Una bajante extrema provocó la varadura de un barco con soja
La preocupación de otros años regresó en pocas horas con el incidente que derivó en la llamada a un remolcador de San Lorenzo para asistir la salida de un buque de ultramar que estaba cargado son Soja. El río estaba apenas por encima de los 60 centímetros cuando el capitán solicitó este servicio que representa un costo adicional importante. Hay varios barcos anunciados con cargas importantes pero el nivel del río ya supera un metro.
La falta de lluvias en el sur de Brasil y en el norte de Argentina, junto a otras condiciones meteorológicas infrecuentes derivaron en una de las bajantes más pronunciadas del río frente al puerto local.
Este descenso que había comenzado a llamar la atención de los operadores portuarios generó que el barco Audaz que cargaba en San Pedro 42 mil toneladas de soja para ser enviadas a China, tocara fondo. En la jerga marina esto se denomina “panzear” según señalaron algunos entendidos y dependiendo de la tripulación se reacciona de maneras distintas.
En este caso, el capitán del buque, preventivamente y aún cuando los prácticos le indicaban que podría salir por el canal hacia la Hidrovía sin inconvenientes, solicitó la concurrencia de un remolcador.
Estas naves pequeñas pero muy potentes asisten como si se tratara de un “guinche de calle” a los barcos que no tienen todas las garantías de salir en condiciones normales y tienen un altísimo costo que se calcula por hora, desde que parten del puerto en el que están amarrados hasta que regresan después de cumplir la misión.
Que un barco cargado necesite “un remolcador” para salir de puerto siempre es preocupante, sobre todo cuando hay tantas expectativas puestas. De hecho, una de las virtudes que destacan al puerto de San Pedro es que no necesita remolcadores para salir de los muelles, pero que lo haya necesitado, podría configurar un mal antecedente para otras operaciones.

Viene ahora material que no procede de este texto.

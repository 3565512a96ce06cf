//! Strided element access over a flat byte block.
//!
//! Column-wise and row-wise parameter layouts differ only in the stride
//! between consecutive elements of one column:
//!
//! - column-wise: `stride == width`, each column contiguous
//! - row-wise: `stride == row width`, columns interleaved

/// Placement of one column inside a byte block.
#[derive(Clone, Copy, Debug, PartialEq, Eq)]
pub struct Stride {
    pub offset: usize,
    pub stride: usize,
    pub width: usize,
    pub count: usize,
}

impl Stride {
    pub fn contiguous(offset: usize, width: usize, count: usize) -> Self {
        Self {
            offset,
            stride: width,
            width,
            count,
        }
    }

    pub fn is_contiguous(&self) -> bool {
        self.stride == self.width
    }

    /// Byte range of element `index` relative to the block start.
    pub fn element_range(&self, index: usize) -> Option<std::ops::Range<usize>> {
        if index >= self.count {
            return None;
        }
        let start = self.offset + index * self.stride;
        Some(start..start + self.width)
    }

    /// One past the last byte any element touches.
    pub fn end(&self) -> usize {
        if self.count == 0 {
            return self.offset;
        }
        self.offset + (self.count - 1) * self.stride + self.width
    }
}

/// Owned byte block addressed through `Stride`s.
#[derive(Clone, Debug, Default, PartialEq)]
pub struct StridedBuffer {
    bytes: Vec<u8>,
}

impl StridedBuffer {
    pub fn with_len(len: usize) -> Self {
        Self {
            bytes: vec![0u8; len],
        }
    }

    pub fn len(&self) -> usize {
        self.bytes.len()
    }

    pub fn is_empty(&self) -> bool {
        self.bytes.is_empty()
    }

    pub fn as_bytes(&self) -> &[u8] {
        &self.bytes
    }

    /// Writes `value` into element `index`; `value` must be exactly `width` bytes.
    pub fn write(&mut self, stride: &Stride, index: usize, value: &[u8]) -> bool {
        match stride.element_range(index) {
            Some(range) if range.end <= self.bytes.len() && value.len() == stride.width => {
                self.bytes[range].copy_from_slice(value);
                true
            }
            _ => false,
        }
    }

    pub fn view(&self, stride: Stride) -> Option<StridedView<'_>> {
        if stride.end() > self.bytes.len() {
            return None;
        }
        Some(StridedView {
            base: &self.bytes,
            layout: stride,
        })
    }
}

/// Borrowed view of one column of a `StridedBuffer`.
#[derive(Clone, Copy, Debug)]
pub struct StridedView<'a> {
    base: &'a [u8],
    layout: Stride,
}

impl<'a> StridedView<'a> {
    pub fn layout(&self) -> Stride {
        self.layout
    }

    pub fn len(&self) -> usize {
        self.layout.count
    }

    pub fn is_empty(&self) -> bool {
        self.layout.count == 0
    }

    pub fn get(&self, index: usize) -> Option<&'a [u8]> {
        let range = self.layout.element_range(index)?;
        self.base.get(range)
    }

    pub fn iter(&self) -> impl Iterator<Item = &'a [u8]> + '_ {
        (0..self.layout.count).filter_map(move |i| self.get(i))
    }

    /// Column data as one contiguous slice when the layout already is
    /// contiguous, otherwise `None`.
    pub fn as_contiguous(&self) -> Option<&'a [u8]> {
        if !self.layout.is_contiguous() {
            return None;
        }
        self.base.get(self.layout.offset..self.layout.end())
    }

    /// Copies the column into a freshly allocated contiguous block.
    pub fn gather(&self) -> Vec<u8> {
        let mut out = Vec::with_capacity(self.layout.count * self.layout.width);
        for element in self.iter() {
            out.extend_from_slice(element);
        }
        out
    }
}
use crate::config::EngineConfig;
use crate::error::{DbError, Result};
use crate::native::{default_loader, ClientLoader, NativeClient, StaticLoader};
use crate::versioning::ApiVersion;
use std::sync::{Arc, Mutex, MutexGuard, OnceLock};

static GLOBAL: OnceLock<Arc<DriverContext>> = OnceLock::new();

struct DriverState {
    client: Option<Arc<dyn NativeClient>>,
    open_connections: usize,
    max_api_ver: ApiVersion,
}

/// Process-wide native client state: the loaded client and the count of
/// open connections keeping it initialised.
///
/// The client is loaded and initialised when a connect finds none, and
/// finalised when the last open connection goes away. Whenever both are
/// needed, the driver lock is taken before any connection lock.
pub struct DriverContext {
    config: EngineConfig,
    loader: Arc<dyn ClientLoader>,
    state: Mutex<DriverState>,
}

/// Exclusive access to the driver state for the duration of a connect,
/// disconnect or connection teardown.
pub struct DriverGuard<'a> {
    ctx: &'a DriverContext,
    state: MutexGuard<'a, DriverState>,
}

impl DriverContext {
    pub fn new(config: EngineConfig, loader: Arc<dyn ClientLoader>) -> Arc<Self> {
        Arc::new(Self {
            config,
            loader,
            state: Mutex::new(DriverState {
                client: None,
                open_connections: 0,
                max_api_ver: ApiVersion(0),
            }),
        })
    }

    /// Context that always initialises `client`.
    pub fn with_client(config: EngineConfig, client: Arc<dyn NativeClient>) -> Arc<Self> {
        Self::new(config, Arc::new(StaticLoader::new(client)))
    }

    /// Shared context configured from the environment, loading the
    /// platform client library.
    pub fn global() -> Arc<DriverContext> {
        GLOBAL
            .get_or_init(|| Self::new(EngineConfig::from_env(), default_loader()))
            .clone()
    }

    pub fn config(&self) -> &EngineConfig {
        &self.config
    }

    pub fn lock(&self) -> Result<DriverGuard<'_>> {
        let state = self.state.lock()?;
        Ok(DriverGuard { ctx: self, state })
    }

    /// Guard for teardown paths that must proceed even after a panic
    /// poisoned the lock.
    pub(crate) fn lock_for_teardown(&self) -> DriverGuard<'_> {
        let state = self.state.lock().unwrap_or_else(|e| e.into_inner());
        DriverGuard { ctx: self, state }
    }

    pub fn open_connections(&self) -> usize {
        self.state
            .lock()
            .map(|s| s.open_connections)
            .unwrap_or(0)
    }

    pub fn is_initialized(&self) -> bool {
        self.state
            .lock()
            .map(|s| s.client.is_some())
            .unwrap_or(false)
    }

    /// Version negotiated by the current initialisation, if any.
    pub fn max_api_version(&self) -> Option<ApiVersion> {
        self.state
            .lock()
            .ok()
            .filter(|s| s.client.is_some())
            .map(|s| s.max_api_ver)
    }
}

impl DriverGuard<'_> {
    /// Returns the initialised client, loading and initialising it first
    /// when no connection holds it.
    pub fn acquire_client(&mut self) -> Result<(Arc<dyn NativeClient>, ApiVersion)> {
        if let Some(client) = &self.state.client {
            return Ok((client.clone(), self.state.max_api_ver));
        }

        let ctx = self.ctx;
        let config = &ctx.config;
        let client = ctx.loader.load(config)?;
        let version = match client.init(&config.app_name, config.api_version) {
            Ok(v) => v,
            Err(max) if max.is_usable() => {
                log::debug!(
                    "client refused {}; retrying init at {}",
                    config.api_version,
                    max
                );
                client
                    .init(&config.app_name, max)
                    .map_err(|_| DbError::InitializationFailed)?
            }
            Err(max) => {
                log::warn!("client supports only {}; {} required", max, ApiVersion::MINIMUM);
                return Err(DbError::InitializationFailed);
            }
        };

        log::debug!("native client initialised at {}", version);
        self.state.client = Some(client.clone());
        self.state.max_api_ver = version;
        Ok((client, version))
    }

    pub fn connection_opened(&mut self) {
        self.state.open_connections += 1;
    }

    /// Counts a connection as closed, finalising the client when it was
    /// the last one.
    pub fn connection_closed(&mut self) {
        self.state.open_connections = self.state.open_connections.saturating_sub(1);
        self.release_if_idle();
    }

    /// Finalises the client if no connection is open. Used after a failed
    /// connect so a refused first connection does not leave it loaded.
    pub fn release_if_idle(&mut self) {
        if self.state.open_connections > 0 {
            return;
        }
        if let Some(client) = self.state.client.take() {
            client.fini();
            self.state.max_api_ver = ApiVersion(0);
            log::debug!("native client finalised");
        }
    }

    pub fn open_connections(&self) -> usize {
        self.state.open_connections
    }
}
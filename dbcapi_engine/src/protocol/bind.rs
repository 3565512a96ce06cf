use crate::error::{DbError, Result};
use crate::protocol::param_value::{BindParams, ParamValue};
use crate::protocol::strided::{Stride, StridedBuffer, StridedView};
use crate::protocol::types::DataType;
use serde::{Deserialize, Serialize};

/// How fixed-width values of a multi-row bind are laid out in scratch memory.
#[derive(Clone, Copy, Debug, Default, PartialEq, Eq, Serialize, Deserialize)]
#[serde(rename_all = "snake_case")]
pub enum BindLayout {
    #[default]
    ColumnWise,
    RowWise,
}

#[derive(Clone, Debug, PartialEq)]
enum SlotValues {
    Fixed(Stride),
    Variable(Vec<Vec<u8>>),
    Empty,
}

#[derive(Clone, Debug, PartialEq)]
struct BindSlot {
    data_type: DataType,
    values: SlotValues,
    lengths: Vec<usize>,
    is_null: Vec<bool>,
}

/// Scratch memory for one execute request: every bind slot plus the byte
/// block fixed-width values live in. Dropped right after the native execute.
#[derive(Clone, Debug, PartialEq)]
pub struct BindSet {
    block: StridedBuffer,
    slots: Vec<BindSlot>,
    num_rows: usize,
    layout: BindLayout,
}

/// Values of one bound parameter as handed to the native client.
#[derive(Clone, Copy, Debug)]
pub enum BoundValues<'a> {
    Fixed(StridedView<'a>),
    Variable(&'a [Vec<u8>]),
    Empty,
}

/// Borrowed view of one bind slot.
#[derive(Clone, Copy, Debug)]
pub struct BoundParam<'a> {
    pub data_type: DataType,
    pub rows: usize,
    pub values: BoundValues<'a>,
    pub lengths: &'a [usize],
    pub is_null: &'a [bool],
}

/// One row of a bound parameter.
#[derive(Clone, Copy, Debug, PartialEq)]
pub enum BoundCell<'a> {
    Null,
    Fixed(&'a [u8]),
    Bytes(&'a [u8]),
}

impl<'a> BoundParam<'a> {
    /// Same buffers declared under a different wire type.
    pub fn with_type(self, data_type: DataType) -> Self {
        Self { data_type, ..self }
    }

    pub fn is_null_at(&self, row: usize) -> bool {
        self.is_null.get(row).copied().unwrap_or(true)
    }

    /// True when any row carries a value.
    pub fn has_values(&self) -> bool {
        self.is_null.iter().any(|n| !n)
    }

    pub fn cell(&self, row: usize) -> BoundCell<'a> {
        if self.is_null_at(row) {
            return BoundCell::Null;
        }
        match self.values {
            BoundValues::Fixed(view) => view.get(row).map_or(BoundCell::Null, BoundCell::Fixed),
            BoundValues::Variable(values) => values
                .get(row)
                .map_or(BoundCell::Null, |v| BoundCell::Bytes(v.as_slice())),
            BoundValues::Empty => BoundCell::Null,
        }
    }
}

fn wide_column_type(first: &ParamValue) -> DataType {
    match first {
        ParamValue::Integer(_) | ParamValue::Double(_) => DataType::Double,
        ParamValue::String(_) => DataType::String,
        ParamValue::Binary(_) => DataType::Binary,
        ParamValue::Null => DataType::Invalid,
    }
}

fn compatible(column: DataType, value: &ParamValue) -> bool {
    match (column, value) {
        (_, ParamValue::Null) => true,
        (DataType::Double, ParamValue::Integer(_) | ParamValue::Double(_)) => true,
        (DataType::String, ParamValue::String(_)) => true,
        (DataType::Binary, ParamValue::Binary(_)) => true,
        _ => false,
    }
}

/// Checks every row against the first one: equal arity, and per column
/// a value of the first row's kind or null. A column whose first row is
/// null is untyped and may only hold nulls.
pub fn validate_wide_rows(rows: &[Vec<ParamValue>]) -> Result<Vec<DataType>> {
    let Some(first) = rows.first() else {
        return Ok(Vec::new());
    };
    let types: Vec<DataType> = first.iter().map(wide_column_type).collect();

    for row in rows {
        if row.len() != types.len() {
            return Err(DbError::BindingParametersFailed);
        }
        for (value, ty) in row.iter().zip(&types) {
            if !compatible(*ty, value) {
                return Err(DbError::BindingParametersFailed);
            }
        }
    }
    Ok(types)
}

fn plan_strides(types: &[DataType], rows: usize, layout: BindLayout) -> (Vec<Option<Stride>>, usize) {
    let widths: Vec<Option<usize>> = types.iter().map(|t| t.fixed_width()).collect();
    match layout {
        BindLayout::ColumnWise => {
            let mut offset = 0;
            let strides = widths
                .iter()
                .map(|w| {
                    w.map(|width| {
                        let s = Stride::contiguous(offset, width, rows);
                        offset = s.end();
                        s
                    })
                })
                .collect();
            (strides, offset)
        }
        BindLayout::RowWise => {
            let row_width: usize = widths.iter().flatten().sum();
            let mut offset = 0;
            let strides = widths
                .iter()
                .map(|w| {
                    w.map(|width| {
                        let s = Stride {
                            offset,
                            stride: row_width,
                            width,
                            count: rows,
                        };
                        offset += width;
                        s
                    })
                })
                .collect();
            (strides, row_width * rows)
        }
    }
}

fn encode_fixed(ty: DataType, value: &ParamValue) -> Option<Vec<u8>> {
    match (ty, value) {
        (DataType::Val32, ParamValue::Integer(n)) => Some(n.to_ne_bytes().to_vec()),
        (DataType::Double, ParamValue::Integer(n)) => Some((*n as f64).to_ne_bytes().to_vec()),
        (DataType::Double, ParamValue::Double(n)) => Some(n.to_ne_bytes().to_vec()),
        _ => None,
    }
}

impl BindSet {
    pub fn build(params: &BindParams, layout: BindLayout) -> Result<Self> {
        match params {
            BindParams::Row(values) => {
                let types: Vec<DataType> = values.iter().map(ParamValue::data_type).collect();
                let rows: Vec<&[ParamValue]> = vec![values.as_slice()];
                Self::fill(&types, &rows, layout)
            }
            BindParams::Wide(rows) if rows.is_empty() => Self::fill(&[], &[], layout),
            BindParams::Wide(rows) => {
                let types = validate_wide_rows(rows)?;
                let rows: Vec<&[ParamValue]> = rows.iter().map(Vec::as_slice).collect();
                Self::fill(&types, &rows, layout)
            }
        }
    }

    fn fill(types: &[DataType], rows: &[&[ParamValue]], layout: BindLayout) -> Result<Self> {
        let num_rows = rows.len().max(1);
        let (strides, block_len) = plan_strides(types, rows.len(), layout);
        let mut block = StridedBuffer::with_len(block_len);
        let mut slots = Vec::with_capacity(types.len());

        for (col, ty) in types.iter().enumerate() {
            let mut lengths = vec![0usize; rows.len()];
            let mut is_null = vec![false; rows.len()];
            let mut variable = Vec::new();

            for (r, row) in rows.iter().enumerate() {
                let value = row.get(col).ok_or(DbError::BindingParametersFailed)?;
                if value.is_null() {
                    is_null[r] = true;
                    variable.push(Vec::new());
                    continue;
                }
                match (strides[col], value) {
                    (Some(stride), _) => {
                        let bytes =
                            encode_fixed(*ty, value).ok_or(DbError::BindingParametersFailed)?;
                        lengths[r] = bytes.len();
                        if !block.write(&stride, r, &bytes) {
                            return Err(DbError::BindingParametersFailed);
                        }
                    }
                    (None, ParamValue::String(s)) if *ty == DataType::String => {
                        lengths[r] = s.len();
                        variable.push(s.as_bytes().to_vec());
                    }
                    (None, ParamValue::Binary(b)) if *ty == DataType::Binary => {
                        lengths[r] = b.len();
                        variable.push(b.clone());
                    }
                    _ => return Err(DbError::BindingParametersFailed),
                }
            }

            let values = match strides[col] {
                Some(stride) => SlotValues::Fixed(stride),
                None if *ty == DataType::Invalid => SlotValues::Empty,
                None => SlotValues::Variable(variable),
            };
            slots.push(BindSlot {
                data_type: *ty,
                values,
                lengths,
                is_null,
            });
        }

        Ok(Self {
            block,
            slots,
            num_rows,
            layout,
        })
    }

    pub fn len(&self) -> usize {
        self.slots.len()
    }

    pub fn is_empty(&self) -> bool {
        self.slots.is_empty()
    }

    pub fn num_rows(&self) -> usize {
        self.num_rows
    }

    pub fn is_wide(&self) -> bool {
        self.num_rows > 1
    }

    pub fn layout(&self) -> BindLayout {
        self.layout
    }

    /// Bytes of fixed-width scratch held by this set.
    pub fn scratch_len(&self) -> usize {
        self.block.len()
    }

    pub fn param(&self, index: usize) -> Option<BoundParam<'_>> {
        let slot = self.slots.get(index)?;
        let values = match &slot.values {
            SlotValues::Fixed(stride) => BoundValues::Fixed(self.block.view(*stride)?),
            SlotValues::Variable(v) => BoundValues::Variable(v.as_slice()),
            SlotValues::Empty => BoundValues::Empty,
        };
        Some(BoundParam {
            data_type: slot.data_type,
            rows: slot.is_null.len(),
            values,
            lengths: &slot.lengths,
            is_null: &slot.is_null,
        })
    }

    pub fn params(&self) -> impl Iterator<Item = BoundParam<'_>> + '_ {
        (0..self.slots.len()).filter_map(move |i| self.param(i))
    }
}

El sábado por la tarde, un remolcador llegó desde San Lorenzo y sin mayores complicaciones logró colocar en el espacio apropiado para la navegación al Audaz. El barco se fue, pero aquí quedó la preocupación por el “antecedente” y por lo que podría suceder con otros barcos que comenzaron a llegar y a cargar esta semana.
Las respuestas desde la Prefectura fueron contundentes con relación a una situación anormal que no configura ese antecedente que sería preocupante. Desde la agencia marítima local, se indicó que la salida de los próximos buques está garantizada porque las dimensiones de los barcos, el calado y la carga son diferentes y además porque el río ya está por encima de un metro.
También se puso en marcha un operativo especial para justificar con todos los trámites pertinentes la situación registrada y así evitar que se propague la “mala noticia” con sus efectos indeseados, en momentos en que la carga de frutas comienza a recuperar su proyección, al igual que la carga de granos.
Los remolcadores
El trabajo del remolcador será facturado por una suma cercana a los 20 mil pesos, pero no se sabe aún quien pagará este costo. Extraoficialmente se supo que fueron muchas las discusiones para intentar evitar el llamado, pero las facultades del capitán se respetaron y por eso la Prefectura avaló el procedimiento.
En estos momentos, por la misma situación de descenso en el nivel del río, hay tres barcos porque no pueden cruzar “El Paso de los Ratones” y seguir navegando por la Hidrovía.
El costo horario del remolcador depende del momento en el que es contratado, de la oferta y la demanda y de la estacionalidad, y los especialistas dicen que es un mercado “volátil” en cuanto a los valores que se pagan. ¿Quién lo paga? Es una excelente pregunta que tiene diferentes respuestas, pero en este caso, todavía ninguna precisión.